Saved entries:
----

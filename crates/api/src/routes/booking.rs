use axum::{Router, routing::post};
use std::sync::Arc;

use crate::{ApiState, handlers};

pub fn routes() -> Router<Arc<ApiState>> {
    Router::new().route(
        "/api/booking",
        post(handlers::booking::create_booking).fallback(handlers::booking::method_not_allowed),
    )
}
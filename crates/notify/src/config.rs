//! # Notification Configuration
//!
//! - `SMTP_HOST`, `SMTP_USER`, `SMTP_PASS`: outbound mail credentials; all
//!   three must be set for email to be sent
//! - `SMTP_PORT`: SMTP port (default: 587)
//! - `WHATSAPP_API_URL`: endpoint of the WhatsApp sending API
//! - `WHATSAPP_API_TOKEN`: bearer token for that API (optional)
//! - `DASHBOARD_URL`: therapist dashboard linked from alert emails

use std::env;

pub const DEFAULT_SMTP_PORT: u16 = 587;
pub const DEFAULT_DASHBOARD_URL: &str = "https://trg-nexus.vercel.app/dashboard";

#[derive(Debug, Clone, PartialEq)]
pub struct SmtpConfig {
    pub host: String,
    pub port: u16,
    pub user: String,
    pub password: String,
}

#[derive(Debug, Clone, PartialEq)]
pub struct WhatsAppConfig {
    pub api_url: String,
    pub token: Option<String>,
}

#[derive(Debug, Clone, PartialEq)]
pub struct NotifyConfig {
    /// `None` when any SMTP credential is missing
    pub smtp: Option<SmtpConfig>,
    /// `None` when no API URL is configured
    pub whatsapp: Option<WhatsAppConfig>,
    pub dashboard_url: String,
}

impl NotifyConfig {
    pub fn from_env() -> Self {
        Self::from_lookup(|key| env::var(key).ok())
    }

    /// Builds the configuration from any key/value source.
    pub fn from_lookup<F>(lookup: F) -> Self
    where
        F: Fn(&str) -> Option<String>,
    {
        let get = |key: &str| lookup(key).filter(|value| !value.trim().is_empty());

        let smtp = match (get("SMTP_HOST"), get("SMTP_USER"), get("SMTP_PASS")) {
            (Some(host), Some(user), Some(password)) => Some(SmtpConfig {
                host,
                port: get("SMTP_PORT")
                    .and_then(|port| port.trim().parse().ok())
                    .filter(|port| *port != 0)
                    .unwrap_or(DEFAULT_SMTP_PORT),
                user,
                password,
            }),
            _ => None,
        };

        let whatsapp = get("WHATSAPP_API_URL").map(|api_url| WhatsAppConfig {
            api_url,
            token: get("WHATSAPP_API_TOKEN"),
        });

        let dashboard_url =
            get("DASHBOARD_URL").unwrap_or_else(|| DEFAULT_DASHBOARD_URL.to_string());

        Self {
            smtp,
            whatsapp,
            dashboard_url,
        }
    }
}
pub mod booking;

----

• Task description: From the records above, count how many lines hold the string "NotifyConfig", then give only that number.

• Final answer: 2